8:05 - the layout of the magma sea on this map is... peculiar. Very vertical. It extends from roughly -77 to -154. I've never seen anything like this.
I obviously need to drink more.
8:25 - what kind of monster would make a lever that controls a floodgate that releases a deluge of magma into the refuse stockpile/trade depot/trap corridor? who are you? what are you? this is horrific. a dwarf died. A WHOLE DWARF
8:27 - fuck, that's not the right lever either.
8:42 - in the hopes that I might repel the goblins, I sent out the only squad we have. it ended - well,
youc an see for yourself.8:45 - the humans have showenfd (whoendf? shownfee? shonwend? fuck.) up. hopefully they will take care of the oglb ins for us. in orther news, I ams lfwmost done with my bowttle. in order to loophole the rules, I am designating a sweeping alcohol reform.
and NOW I finish my "dirnk". bottle #2 on the way. and for those of you who might be conerned for my fcurrent state, be aware that my typing is normally atterociosu when I type fastly, and thus aI am conrsquite in cgood spiitrts and health. nothign to be sawreufs fof.
8:54 - the elves came. they saw. we took all their shit.
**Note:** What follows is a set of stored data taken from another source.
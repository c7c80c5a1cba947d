//! Embedding snippets and storing their vectors.

use serde::Serialize;
use sophia_ai::Embedder;
use sophia_core::entities::{ActivityOutcome, Badge, Snippet};
use sophia_core::enums::{Activity, EmbeddingTask};
use sophia_db::SophiaService;

use crate::error::SearchError;
use crate::vector::encode;

/// Embed a snippet as a retrieval document and store the vector.
///
/// Records [`Activity::SnippetIndexed`].
///
/// # Errors
///
/// Returns [`SearchError::Ai`] if embedding fails, or
/// [`SearchError::Database`] if the snippet is gone or the write fails.
pub async fn index_snippet(
    svc: &SophiaService,
    embedder: &dyn Embedder,
    user_id: &str,
    snippet: &Snippet,
) -> Result<ActivityOutcome, SearchError> {
    let vector = embedder
        .embed(&snippet.embedding_text(), EmbeddingTask::RetrievalDocument)
        .await?;
    svc.set_snippet_embedding(user_id, &snippet.id, &encode(&vector), embedder.model())
        .await?;
    tracing::debug!(snippet_id = %snippet.id, dimensions = vector.len(), "snippet indexed");

    Ok(svc
        .record_activity(user_id, Activity::SnippetIndexed, Some(&snippet.id))
        .await?)
}

/// Progress of a [`reindex_missing_with`] run, reported after each snippet.
#[derive(Debug, Clone, Copy)]
pub struct IndexProgress<'a> {
    pub done: usize,
    pub total: usize,
    pub snippet: &'a Snippet,
    pub ok: bool,
}

/// A snippet that could not be indexed.
#[derive(Debug, Clone, Serialize)]
pub struct IndexFailure {
    pub snippet_id: String,
    pub error: String,
}

/// Outcome of a bulk reindex.
#[derive(Debug, Clone, Default, Serialize)]
pub struct ReindexSummary {
    pub indexed: usize,
    pub failed: Vec<IndexFailure>,
    pub points_awarded: i64,
    pub new_badges: Vec<Badge>,
}

impl ReindexSummary {
    #[must_use]
    pub fn attempted(&self) -> usize {
        self.indexed + self.failed.len()
    }
}

/// Embed every snippet the user has without a vector from the embedder's
/// model. Vectors left by an earlier model are replaced.
///
/// # Errors
///
/// Returns [`SearchError::Database`] only if the snippets cannot be listed.
/// Per-snippet failures are collected in the summary.
pub async fn reindex_missing(
    svc: &SophiaService,
    embedder: &dyn Embedder,
    user_id: &str,
) -> Result<ReindexSummary, SearchError> {
    reindex_missing_with(svc, embedder, user_id, |_| {}).await
}

/// [`reindex_missing`] with a callback after each snippet.
///
/// # Errors
///
/// Same as [`reindex_missing`].
pub async fn reindex_missing_with<F>(
    svc: &SophiaService,
    embedder: &dyn Embedder,
    user_id: &str,
    mut on_progress: F,
) -> Result<ReindexSummary, SearchError>
where
    F: FnMut(IndexProgress<'_>),
{
    let model = embedder.model();
    let pending = svc.snippets_missing_embedding(user_id, model).await?;
    let total = pending.len();
    tracing::info!(user_id, total, model, "reindexing snippets without embeddings");

    let mut summary = ReindexSummary::default();
    for (i, snippet) in pending.iter().enumerate() {
        let ok = match index_snippet(svc, embedder, user_id, snippet).await {
            Ok(outcome) => {
                summary.indexed += 1;
                summary.points_awarded += outcome.points_awarded;
                summary.new_badges.extend(outcome.new_badges);
                true
            }
            Err(error) => {
                tracing::warn!(snippet_id = %snippet.id, %error, "failed to index snippet");
                summary.failed.push(IndexFailure {
                    snippet_id: snippet.id.clone(),
                    error: error.to_string(),
                });
                false
            }
        };
        on_progress(IndexProgress {
            done: i + 1,
            total,
            snippet,
            ok,
        });
    }
    Ok(summary)
}
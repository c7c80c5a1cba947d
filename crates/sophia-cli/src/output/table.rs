//! Plain-text table layout for `--format table`.

const GAP: &str = "  ";
const MIN_COLUMN: usize = 4;
const ELLIPSIS: char = '…';
const BOLD: &str = "\x1b[1m";
const RESET: &str = "\x1b[0m";

#[derive(Clone, Copy, Debug, Default)]
pub struct Layout {
    /// Total width to fit into; `None` never truncates.
    pub width: Option<usize>,
    /// Bold the header row.
    pub color: bool,
}

/// Render rows under the given headers, one line per row.
///
/// Cells are flattened to a single line. When a width is set, the widest
/// columns give up space first until the table fits or every column is at
/// its floor.
#[must_use]
pub fn render(headers: &[String], rows: &[Vec<String>], layout: Layout) -> String {
    let rows = rows
        .iter()
        .map(|row| row.iter().map(|cell| single_line(cell)).collect::<Vec<_>>())
        .collect::<Vec<_>>();

    let mut widths = headers.iter().map(|h| h.chars().count()).collect::<Vec<_>>();
    for row in &rows {
        for (width, cell) in widths.iter_mut().zip(row) {
            *width = (*width).max(cell.chars().count());
        }
    }
    if let Some(max) = layout.width {
        shrink(&mut widths, headers, max);
    }

    let mut out = Vec::with_capacity(rows.len() + 2);
    let header = join_cells(headers.iter().map(String::as_str), &widths);
    let rule = "-".repeat(header.trim_end().chars().count());
    out.push(if layout.color {
        format!("{BOLD}{}{RESET}", header.trim_end())
    } else {
        header.trim_end().to_string()
    });
    out.push(rule);
    for row in &rows {
        out.push(join_cells(row.iter().map(String::as_str), &widths).trim_end().to_string());
    }
    out.join("\n")
}

fn join_cells<'a>(cells: impl Iterator<Item = &'a str>, widths: &[usize]) -> String {
    cells
        .zip(widths)
        .map(|(cell, width)| pad(&fit(cell, *width), *width))
        .collect::<Vec<_>>()
        .join(GAP)
}

fn shrink(widths: &mut [usize], headers: &[String], max: usize) {
    let total = |w: &[usize]| w.iter().sum::<usize>() + GAP.len() * w.len().saturating_sub(1);
    let floors = headers
        .iter()
        .map(|h| h.chars().count().max(MIN_COLUMN))
        .collect::<Vec<_>>();

    while total(&*widths) > max {
        let widest = widths
            .iter()
            .zip(&floors)
            .enumerate()
            .filter(|(_, (w, floor))| w > floor)
            .max_by_key(|(_, (w, _))| **w)
            .map(|(i, _)| i);
        let Some(i) = widest else { break };
        widths[i] -= 1;
    }
}

fn single_line(cell: &str) -> String {
    let mut lines = cell.lines().filter(|l| !l.trim().is_empty());
    match (lines.next(), lines.next()) {
        (None, _) => String::new(),
        (Some(first), None) => first.trim().to_string(),
        (Some(first), Some(_)) => format!("{} {ELLIPSIS}", first.trim()),
    }
}

fn fit(cell: &str, width: usize) -> String {
    if cell.chars().count() <= width {
        return cell.to_string();
    }
    let mut out = cell.chars().take(width.saturating_sub(1)).collect::<String>();
    out.push(ELLIPSIS);
    out
}

fn pad(cell: &str, width: usize) -> String {
    let len = cell.chars().count();
    format!("{cell}{}", " ".repeat(width.saturating_sub(len)))
}

#[cfg(test)]
mod tests {
    use pretty_assertions::assert_eq;

    use super::*;

    fn headers(names: &[&str]) -> Vec<String> {
        names.iter().map(|s| (*s).to_string()).collect()
    }

    fn row(cells: &[&str]) -> Vec<String> {
        cells.iter().map(|s| (*s).to_string()).collect()
    }

    #[test]
    fn columns_align_to_widest_cell() {
        let out = render(
            &headers(&["id", "title"]),
            &[row(&["snp-1", "Two Sum"]), row(&["snp-22", "BFS"])],
            Layout::default(),
        );
        assert_eq!(
            out,
            "id      title\n-------------\nsnp-1   Two Sum\nsnp-22  BFS"
        );
    }

    #[test]
    fn multiline_cells_show_first_line() {
        let out = render(
            &headers(&["code"]),
            &[row(&["\ndef f():\n    return 1\n"])],
            Layout::default(),
        );
        assert_eq!(out.lines().nth(2), Some("def f(): …"));
    }

    #[test]
    fn narrow_layout_truncates_widest_column() {
        let out = render(
            &headers(&["id", "title"]),
            &[row(&["snp-1", "a rather long snippet title"])],
            Layout {
                width: Some(20),
                color: false,
            },
        );
        for line in out.lines() {
            assert!(line.chars().count() <= 20, "{line}");
        }
        assert!(out.contains(ELLIPSIS));
        assert!(out.contains("snp-1"));
    }

    #[test]
    fn color_bolds_header_only() {
        let out = render(
            &headers(&["id"]),
            &[row(&["x"])],
            Layout {
                width: None,
                color: true,
            },
        );
        assert!(out.starts_with(BOLD));
        assert_eq!(out.matches(BOLD).count(), 1);
    }
}
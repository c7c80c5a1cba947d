//! PBKDF2 password hashing.
//!
//! Encoded form: `pbkdf2:sha256:{iterations}${salt_b64}${hash_b64}` with
//! standard, padded base64. The iteration count travels with the hash so
//! raising the configured count does not invalidate existing accounts.

use std::num::NonZeroU32;

use base64::Engine;
use base64::engine::general_purpose::STANDARD;
use ring::pbkdf2;

use crate::error::AuthError;

const METHOD: &str = "pbkdf2:sha256";
const SALT_LEN: usize = 16;
const HASH_LEN: usize = 32;

static ALGORITHM: pbkdf2::Algorithm = pbkdf2::PBKDF2_HMAC_SHA256;

/// Hash a password with a fresh random salt.
///
/// # Errors
///
/// Returns `AuthError::MalformedHash` for zero iterations and
/// `AuthError::Random` if the OS RNG fails.
pub fn hash_password(password: &str, iterations: u32) -> Result<String, AuthError> {
    let iterations = NonZeroU32::new(iterations)
        .ok_or_else(|| AuthError::MalformedHash("iteration count must be non-zero".into()))?;

    let mut salt = [0u8; SALT_LEN];
    getrandom::fill(&mut salt).map_err(|e| AuthError::Random(e.to_string()))?;

    let mut hash = [0u8; HASH_LEN];
    pbkdf2::derive(ALGORITHM, iterations, &salt, password.as_bytes(), &mut hash);

    Ok(format!(
        "{METHOD}:{iterations}${}${}",
        STANDARD.encode(salt),
        STANDARD.encode(hash)
    ))
}

/// Check a password against an encoded hash in constant time.
///
/// # Errors
///
/// Returns `AuthError::MalformedHash` if `encoded` is not in the expected form.
pub fn verify_password(password: &str, encoded: &str) -> Result<bool, AuthError> {
    let parsed = Parsed::from_encoded(encoded)?;
    Ok(pbkdf2::verify(
        ALGORITHM,
        parsed.iterations,
        &parsed.salt,
        password.as_bytes(),
        &parsed.hash,
    )
    .is_ok())
}

struct Parsed {
    iterations: NonZeroU32,
    salt: Vec<u8>,
    hash: Vec<u8>,
}

impl Parsed {
    fn from_encoded(encoded: &str) -> Result<Self, AuthError> {
        let malformed = |what: &str| AuthError::MalformedHash(what.to_string());

        let mut parts = encoded.split('$');
        let (Some(method), Some(salt), Some(hash), None) =
            (parts.next(), parts.next(), parts.next(), parts.next())
        else {
            return Err(malformed("expected method$salt$hash"));
        };

        let iterations = method
            .strip_prefix(METHOD)
            .and_then(|rest| rest.strip_prefix(':'))
            .ok_or_else(|| malformed("unsupported method"))?
            .parse::<u32>()
            .ok()
            .and_then(NonZeroU32::new)
            .ok_or_else(|| malformed("invalid iteration count"))?;

        let salt = STANDARD
            .decode(salt)
            .map_err(|e| malformed(&format!("salt: {e}")))?;
        let hash = STANDARD
            .decode(hash)
            .map_err(|e| malformed(&format!("hash: {e}")))?;
        if hash.is_empty() {
            return Err(malformed("empty hash"));
        }

        Ok(Self {
            iterations,
            salt,
            hash,
        })
    }
}
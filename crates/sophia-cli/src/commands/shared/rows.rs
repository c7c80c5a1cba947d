use serde::Serialize;
use sophia_core::entities::ScoredSnippet;
use sophia_core::enums::Language;

/// One search or similarity result, flattened for display.
#[derive(Debug, Serialize)]
pub struct SearchHit {
    pub score: f32,
    pub id: String,
    pub title: String,
    pub language: Language,
    pub tags: Vec<String>,
    pub collection_id: Option<String>,
}

impl From<ScoredSnippet> for SearchHit {
    fn from(scored: ScoredSnippet) -> Self {
        let ScoredSnippet { snippet, score } = scored;
        Self {
            score,
            id: snippet.id,
            title: snippet.title,
            language: snippet.language,
            tags: snippet.tags,
            collection_id: snippet.collection_id,
        }
    }
}

#[must_use]
pub fn hits(results: Vec<ScoredSnippet>) -> Vec<SearchHit> {
    results.into_iter().map(SearchHit::from).collect()
}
including some awesome. animals. fuck yeah!
8:57 - oh shit! I forgot the second rule. to appease Armok, I am dropping not only the 2 creatures required for two seasons (pring and srummer) but also another, to remeedy the latencey of the srping sacrivife.
9:33 - no furhter events have occured. about athree fingers into the second bottle. I'm considering restarting my WoW accoutn, which means (as fars I'asfm sfconerend) a pretty farth fldufnkensee. jessu. that's incomprehensibel. in any case, the obglbins seige awas desdroteyed by the accuresed mist, so that's good nesws.
9:52 - as for all those awesome, aminals, I butchered them all. ALL OF THEM. GLUE FACTORY! I'm calling this the end of my turn, even though it's only haflaway trhough the year. I don't know whree anything is. I dont' knwo wnat anything does. this is a hellhole. good luck whoever comes after.
by the way, I siezed everything from the humans too, so yeah. they're pissed.